Figure 2. Effects of glibenclamide on outward K⁺ current and membrane potential during hypoxia in control vs. opioid-treated neonatal AMCs.

In control (untreated) AMCs, glibenclamide (50 μm) enhances the hypoxia-induced inhibition of outward K⁺ current as shown in upper sample traces (steps to + 30 mV) and lower current density vs. voltage (I–V) plot (Aa); significant difference (P < 0.05) between current density in hypoxia (Hox) and hypoxia plus glibenclamide (Hox + Glib) at potentials ≥+30 mV. By contrast, opioid-treated cells failed to respond to hypoxia alone, but when combined with glibenclamide, there was a pronounced inhibition of outward current at positive potentials (> +20 mV), as shown in upper traces and lower I–V plot (Ab).

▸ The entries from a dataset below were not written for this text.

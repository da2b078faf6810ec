//! Check-in admission engine.
//!
//! Every front gate attempt runs an ordered rule gate and produces a
//! persisted [`CheckinRecord`], denials included. A denial is a valid
//! business outcome, not an error; the only failures surfaced as errors
//! are a nonexistent member (nothing to attach a record to) and a lost
//! optimistic-lock race on the quota decrement.

use chrono::{DateTime, Utc};

use crate::error::Result;

use super::audit::{MembershipAuditEvent, MembershipAuditLogger, NoOpAuditLogger};
use super::config::MembershipConfig;
use super::debt::DebtGate;
use super::error::MembershipError;
use super::lifecycle;
use super::storage::{
    CheckinRecord, CheckinResult, CheckinStore, MemberDirectory, PaymentLedger, SubscriptionStore,
};

const REASON_OK: &str = "OK";
const REASON_DEBT: &str = "Pending payment exists. Please settle outstanding debts.";
const REASON_INACTIVE: &str = "Member account is not active";
const REASON_NO_SUBSCRIPTION: &str = "No subscription";
const REASON_CANCELED: &str = "Subscription canceled";
const REASON_NOT_STARTED: &str = "Subscription not started yet";
const REASON_EXPIRED: &str = "Subscription expired";
const REASON_FROZEN: &str = "Subscription is frozen";
const REASON_NO_ENTRIES: &str = "No remaining entries";

/// Front gate admission decisions.
pub struct CheckinManager<
    S: SubscriptionStore + CheckinStore,
    D: MemberDirectory,
    L: PaymentLedger,
    A: MembershipAuditLogger = NoOpAuditLogger,
> {
    store: S,
    directory: D,
    debt: DebtGate<L>,
    config: MembershipConfig,
    audit: A,
}

impl<S: SubscriptionStore + CheckinStore, D: MemberDirectory, L: PaymentLedger>
    CheckinManager<S, D, L>
{
    /// Create a manager without audit logging.
    #[must_use]
    pub fn new(store: S, directory: D, ledger: L, config: MembershipConfig) -> Self {
        Self {
            store,
            directory,
            debt: DebtGate::new(ledger),
            config,
            audit: NoOpAuditLogger,
        }
    }
}

impl<
        S: SubscriptionStore + CheckinStore,
        D: MemberDirectory,
        L: PaymentLedger,
        A: MembershipAuditLogger,
    > CheckinManager<S, D, L, A>
{
    /// Create a manager with an audit logger.
    #[must_use]
    pub fn with_audit(store: S, directory: D, ledger: L, config: MembershipConfig, audit: A) -> Self {
        Self {
            store,
            directory,
            debt: DebtGate::new(ledger),
            config,
            audit,
        }
    }

    /// Run the admission gate for one member.
    ///
    /// Rules fire in order, first match wins:
    ///
    /// 1. unknown member: error, no record;
    /// 2. outstanding debt (outranks every subscription check);
    /// 3. member account not active;
    /// 4. no subscription on file;
    /// 5. most recent subscription carries the terminal canceled flag;
    /// 6. subscription not started yet;
    /// 7. subscription expired;
    /// 8. subscription frozen;
    /// 9. finite entry quota at zero;
    /// 10. otherwise approve and consume one entry from a finite quota.
    ///
    /// Only the single most recently created subscription is evaluated;
    /// an older still-valid subscription never rescues a member whose
    /// newest one is dead. The quota decrement runs under optimistic
    /// locking: a lost race re-evaluates the whole gate, and exhausted
    /// retries fail without writing any record.
    pub async fn attempt_checkin(
        &self,
        member_id: u64,
        now: DateTime<Utc>,
    ) -> Result<CheckinRecord> {
        let member = self
            .directory
            .find_member(member_id)
            .await?
            .ok_or(MembershipError::MemberNotFound { member_id })?;
        let today = now.date_naive();

        let mut contended_subscription = 0;
        for _attempt in 0..self.config.checkin_retry_limit.max(1) {
            if self.debt.has_outstanding_debt(member_id).await? {
                return self.record_denial(member_id, REASON_DEBT, now).await;
            }
            if !member.status.is_active() {
                return self.record_denial(member_id, REASON_INACTIVE, now).await;
            }

            let Some(subscription) = self.store.latest_subscription(member_id).await? else {
                return self
                    .record_denial(member_id, REASON_NO_SUBSCRIPTION, now)
                    .await;
            };

            if subscription.is_canceled() {
                return self.record_denial(member_id, REASON_CANCELED, now).await;
            }
            if subscription.start_date > today {
                return self.record_denial(member_id, REASON_NOT_STARTED, now).await;
            }
            if subscription.end_date < today {
                return self.record_denial(member_id, REASON_EXPIRED, now).await;
            }
            if subscription.frozen_until.is_some_and(|until| until >= today) {
                return self.record_denial(member_id, REASON_FROZEN, now).await;
            }
            if subscription.remaining_entries == Some(0) {
                return self.record_denial(member_id, REASON_NO_ENTRIES, now).await;
            }

            // Approved. An unlimited plan writes nothing; a finite quota
            // is consumed under optimistic locking.
            if subscription.remaining_entries.is_none() {
                return self.record_approval(member_id, now).await;
            }

            let mut updated = subscription.clone();
            let expected_version = updated.version;
            lifecycle::decrement_entry(&mut updated)?;
            updated.version = expected_version + 1;

            if self
                .store
                .compare_and_save_subscription(&updated, expected_version)
                .await?
            {
                return self.record_approval(member_id, now).await;
            }

            contended_subscription = subscription.id;
            tracing::debug!(
                target: "fitgate::membership",
                member_id,
                subscription_id = subscription.id,
                "version conflict on entry decrement, re-running admission gate"
            );
        }

        Err(MembershipError::ConcurrentModification {
            subscription_id: contended_subscription,
        }
        .into())
    }

    async fn record_denial(
        &self,
        member_id: u64,
        reason: &str,
        now: DateTime<Utc>,
    ) -> Result<CheckinRecord> {
        let record = self
            .store
            .append_checkin(CheckinRecord {
                id: 0,
                member_id,
                result: CheckinResult::Denied,
                reason: reason.to_string(),
                corrects: None,
                created_at: now,
            })
            .await?;

        self.audit
            .log(MembershipAuditEvent::CheckinDenied {
                member_id,
                checkin_id: record.id,
                reason: reason.to_string(),
            })
            .await;

        Ok(record)
    }

    async fn record_approval(&self, member_id: u64, now: DateTime<Utc>) -> Result<CheckinRecord> {
        let record = self
            .store
            .append_checkin(CheckinRecord {
                id: 0,
                member_id,
                result: CheckinResult::Approved,
                reason: REASON_OK.to_string(),
                corrects: None,
                created_at: now,
            })
            .await?;

        self.audit
            .log(MembershipAuditEvent::CheckinApproved {
                member_id,
                checkin_id: record.id,
            })
            .await;

        Ok(record)
    }

    /// Get a check-in record by ID.
    pub async fn get_checkin(&self, checkin_id: u64) -> Result<CheckinRecord> {
        self.store
            .get_checkin(checkin_id)
            .await?
            .ok_or_else(|| MembershipError::CheckinNotFound { checkin_id }.into())
    }

    /// List check-in records, newest first, optionally for one member.
    pub async fn list_checkins(&self, member_id: Option<u64>) -> Result<Vec<CheckinRecord>> {
        self.store.list_checkins(member_id).await
    }

    /// File a staff correction against an earlier record.
    ///
    /// The log is append-only: the original decision stays on file
    /// untouched, and the correction is a new record pointing back at it.
    pub async fn correct_checkin(
        &self,
        checkin_id: u64,
        result: CheckinResult,
        reason: impl Into<String>,
        now: DateTime<Utc>,
    ) -> Result<CheckinRecord> {
        let original = self.get_checkin(checkin_id).await?;

        let correction = self
            .store
            .append_checkin(CheckinRecord {
                id: 0,
                member_id: original.member_id,
                result,
                reason: reason.into(),
                corrects: Some(original.id),
                created_at: now,
            })
            .await?;

        self.audit
            .log(MembershipAuditEvent::CheckinCorrected {
                member_id: original.member_id,
                original_id: original.id,
                correction_id: correction.id,
            })
            .await;

        Ok(correction)
    }

    /// The record that currently stands for a decision: the newest
    /// correction layered over it, or the original if uncorrected.
    pub async fn latest_interpretation(&self, checkin_id: u64) -> Result<CheckinRecord> {
        let original = self.get_checkin(checkin_id).await?;
        let corrections = self.store.corrections_for(checkin_id).await?;
        Ok(corrections
            .into_iter()
            .max_by_key(|r| r.id)
            .unwrap_or(original))
    }
}
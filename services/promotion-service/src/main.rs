use anyhow::Result;
use clap::Parser;
use tracing::{error, info};

use mlops_core::{init_tracing, load_config};
use promotion_service::{cli::Cli, run};

#[tokio::main]
async fn main() -> Result<()> {
    let cli = Cli::parse();
    let cfg = load_config("promotion-service")?;
    init_tracing(&cfg.service_name, &cfg.log_level)?;
    info!(backend = ?cfg.store.backend, path = %cfg.store.path.display(), metric = %cfg.promotion.metric_name, "config_loaded");

    // store calls block on disk I/O
    let output = tokio::task::spawn_blocking(move || run(cli, &cfg)).await?;
    match output {
        Ok(value) => {
            println!("{}", serde_json::to_string_pretty(&value)?);
            Ok(())
        }
        Err(e) => {
            error!(error = %e, "command failed");
            Err(e)
        }
    }
}
//! Model version records

use chrono::{DateTime, Utc};
use serde::{Deserialize, Serialize};
use std::collections::BTreeMap;

use crate::error::{RegistryError, Result};
use crate::stage::ModelStage;

/// Opaque training parameters. Stored verbatim, never interpreted.
pub type Parameters = BTreeMap<String, serde_json::Value>;

#[derive(Debug, Clone, PartialEq, Serialize, Deserialize)]
pub struct ModelVersion {
    pub model_name: String,
    /// Assigned at registration, strictly increasing per model name
    pub version: u32,
    pub artifact_ref: String,
    /// The single compared metric (e.g. AUC). Immutable.
    pub metric_value: f64,
    pub stage: ModelStage,
    pub created_at: DateTime<Utc>,
    pub stage_changed_at: Option<DateTime<Utc>>,
    #[serde(default)]
    pub parameters: Parameters,
}

/// Input to `RegistryStore::register_version`.
#[derive(Debug, Clone, PartialEq, Serialize, Deserialize)]
pub struct NewVersion {
    pub model_name: String,
    pub artifact_ref: String,
    pub metric_value: f64,
    #[serde(default)]
    pub parameters: Parameters,
}

impl NewVersion {
    pub fn new(model_name: &str, artifact_ref: &str, metric_value: f64) -> Self {
        Self { model_name: model_name.to_string(), artifact_ref: artifact_ref.to_string(), metric_value, parameters: Parameters::new() }
    }

    pub fn with_parameter(mut self, key: &str, value: impl Into<serde_json::Value>) -> Self {
        self.parameters.insert(key.to_string(), value.into());
        self
    }

    pub fn validate(&self) -> Result<()> {
        validate_model_name(&self.model_name)?;
        if self.artifact_ref.trim().is_empty() {
            return Err(RegistryError::InvalidArtifactRef);
        }
        if !self.metric_value.is_finite() {
            return Err(RegistryError::InvalidMetric(self.metric_value));
        }
        Ok(())
    }

    pub(crate) fn into_version(self, version: u32) -> ModelVersion {
        ModelVersion {
            model_name: self.model_name,
            version,
            artifact_ref: self.artifact_ref,
            metric_value: self.metric_value,
            stage: ModelStage::None,
            created_at: Utc::now(),
            stage_changed_at: None,
            parameters: self.parameters,
        }
    }
}

/// Names double as storage key segments: 1 to 128 ASCII alphanumerics plus `-`, `_` and `.`.
pub fn validate_model_name(name: &str) -> Result<()> {
    let ok = !name.is_empty()
        && name.len() <= 128
        && name.bytes().all(|b| b.is_ascii_alphanumeric() || matches!(b, b'-' | b'_' | b'.'));
    if ok { Ok(()) } else { Err(RegistryError::InvalidModelName(name.to_string())) }
}
//! Model registry and automatic promotion engine.
//!
//! A training pipeline registers each finished run with
//! [`RegistryStore::register_version`] and then asks the
//! [`PromotionEngine`] whether it should replace the version serving
//! production traffic. The engine promotes only on strict improvement of a
//! single metric, archives the previous production version in the same
//! atomic step, and serializes decisions per model name.
//!
//! ```ignore
//! use std::sync::Arc;
//! use model_registry::{InMemoryStore, NewVersion, PromotionEngine, PromotionPolicy};
//!
//! let engine = PromotionEngine::new(Arc::new(InMemoryStore::new()), PromotionPolicy::default());
//! let v1 = engine.register_version(NewVersion::new("noshow-predictor", "runs/1/model.pkl", 0.70))?;
//! let outcome = engine.auto_promote_default("noshow-predictor", v1.version)?;
//! assert!(outcome.is_promoted());
//! ```

mod direction;
mod engine;
mod error;
mod lock;
mod stage;
pub mod store;
mod summary;
mod transition;
mod version;

pub use direction::MetricDirection;
pub use engine::{PromotionEngine, PromotionPolicy, PromotionReason, PromotionResult, RejectionReason};
pub use error::{RegistryError, Result};
pub use lock::NameLocks;
pub use stage::ModelStage;
pub use store::{InMemoryStore, PromotionPlan, RegistryStore, SledStore};
pub use summary::RegistrySummary;
pub use transition::StageTransition;
pub use version::{validate_model_name, ModelVersion, NewVersion, Parameters};
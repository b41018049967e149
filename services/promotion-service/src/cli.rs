//! Command-line interface for the training pipeline.

use clap::{Parser, Subcommand, ValueEnum};
use model_registry::{MetricDirection, ModelStage};

/// Model registry and automatic promotion
#[derive(Parser, Debug, Clone, PartialEq)]
#[command(name = "promotion-service")]
#[command(version)]
#[command(about = "Register trained model versions and promote the best one to Production")]
pub struct Cli {
    #[command(subcommand)]
    pub command: Command,
}

#[derive(Subcommand, Debug, Clone, PartialEq)]
pub enum Command {
    /// Register a finished training run
    Register(RegisterArgs),

    /// Compare a registered version against Production and promote it if strictly better
    Promote(PromoteArgs),

    /// Show the version currently in Production
    Production(ModelArg),

    /// List every version of a model
    List(ModelArg),

    /// List registered model names
    Models,

    /// Change the stage of one version
    Transition(TransitionArgs),

    /// Show the stage transition audit trail of a model
    History(ModelArg),

    /// Stage counts and metric progression of a model
    Summary(SummaryArgs),

    /// Register and promote a baseline, a worse and a better run
    Demo(ModelArg),
}

#[derive(Parser, Debug, Clone, PartialEq)]
pub struct ModelArg {
    #[arg(long)]
    pub model: String,
}

#[derive(Parser, Debug, Clone, PartialEq)]
pub struct RegisterArgs {
    #[arg(long)]
    pub model: String,

    /// Artifact locator (path or URI)
    #[arg(long)]
    pub artifact: String,

    /// Value of the compared metric
    #[arg(long, allow_negative_numbers = true)]
    pub metric: f64,

    /// Training parameter as key=value, repeatable. Values that parse as JSON are stored as JSON.
    #[arg(long = "param", value_parser = parse_param)]
    pub params: Vec<(String, serde_json::Value)>,

    /// Evaluate for promotion right after registering
    #[arg(long)]
    pub promote: bool,

    #[arg(long, value_enum)]
    pub direction: Option<DirectionArg>,
}

#[derive(Parser, Debug, Clone, PartialEq)]
pub struct PromoteArgs {
    #[arg(long)]
    pub model: String,

    #[arg(long)]
    pub version: u32,

    /// Overrides `promotion.higher_is_better` from config
    #[arg(long, value_enum)]
    pub direction: Option<DirectionArg>,
}

#[derive(Parser, Debug, Clone, PartialEq)]
pub struct TransitionArgs {
    #[arg(long)]
    pub model: String,

    #[arg(long)]
    pub version: u32,

    /// None, Staging, Production or Archived
    #[arg(long, value_parser = parse_stage)]
    pub stage: ModelStage,

    #[arg(long)]
    pub reason: Option<String>,
}

#[derive(Parser, Debug, Clone, PartialEq)]
pub struct SummaryArgs {
    #[arg(long)]
    pub model: String,

    #[arg(long, value_enum)]
    pub direction: Option<DirectionArg>,
}

#[derive(ValueEnum, Debug, Clone, Copy, PartialEq, Eq)]
pub enum DirectionArg {
    Higher,
    Lower,
}

impl From<DirectionArg> for MetricDirection {
    fn from(arg: DirectionArg) -> Self {
        match arg {
            DirectionArg::Higher => MetricDirection::HigherIsBetter,
            DirectionArg::Lower => MetricDirection::LowerIsBetter,
        }
    }
}

fn parse_param(raw: &str) -> Result<(String, serde_json::Value), String> {
    let (key, value) = raw.split_once('=').ok_or_else(|| format!("expected key=value, got {raw:?}"))?;
    if key.is_empty() {
        return Err(format!("empty parameter name in {raw:?}"));
    }
    let value = serde_json::from_str(value).unwrap_or_else(|_| serde_json::Value::String(value.to_string()));
    Ok((key.to_string(), value))
}

fn parse_stage(raw: &str) -> Result<ModelStage, String> {
    raw.parse()
}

Data are presented as mean ± SEM. (P < 0.05). Under current clamp, the hypoxia-induced membrane depolarization and increased excitability (Ba) was potentiated when glibenclamide was applied to the same control cell (Bb) (n= 11). By contrast, membrane depolarization was absent or weak when hypoxia was applied to opioid-treated cells (Ca, Da), and even a weak hyperpolarization occurred in a few cases (Ea). However, when these same cells were exposed to hypoxia in the presence of glibenclamide, there was a marked positive or depolarizing shift in membrane potential as shown in Cb, Db and Eb, respectively; note the cell Ca that was initially quiescent during hypoxia actually fired action potentials when hypoxia was combined with glibenclamide (Cb). The ‘n’ values for each type of response are shown on the right. C, control; Hox, hypoxia; W, wash; Glib, glibenclamide.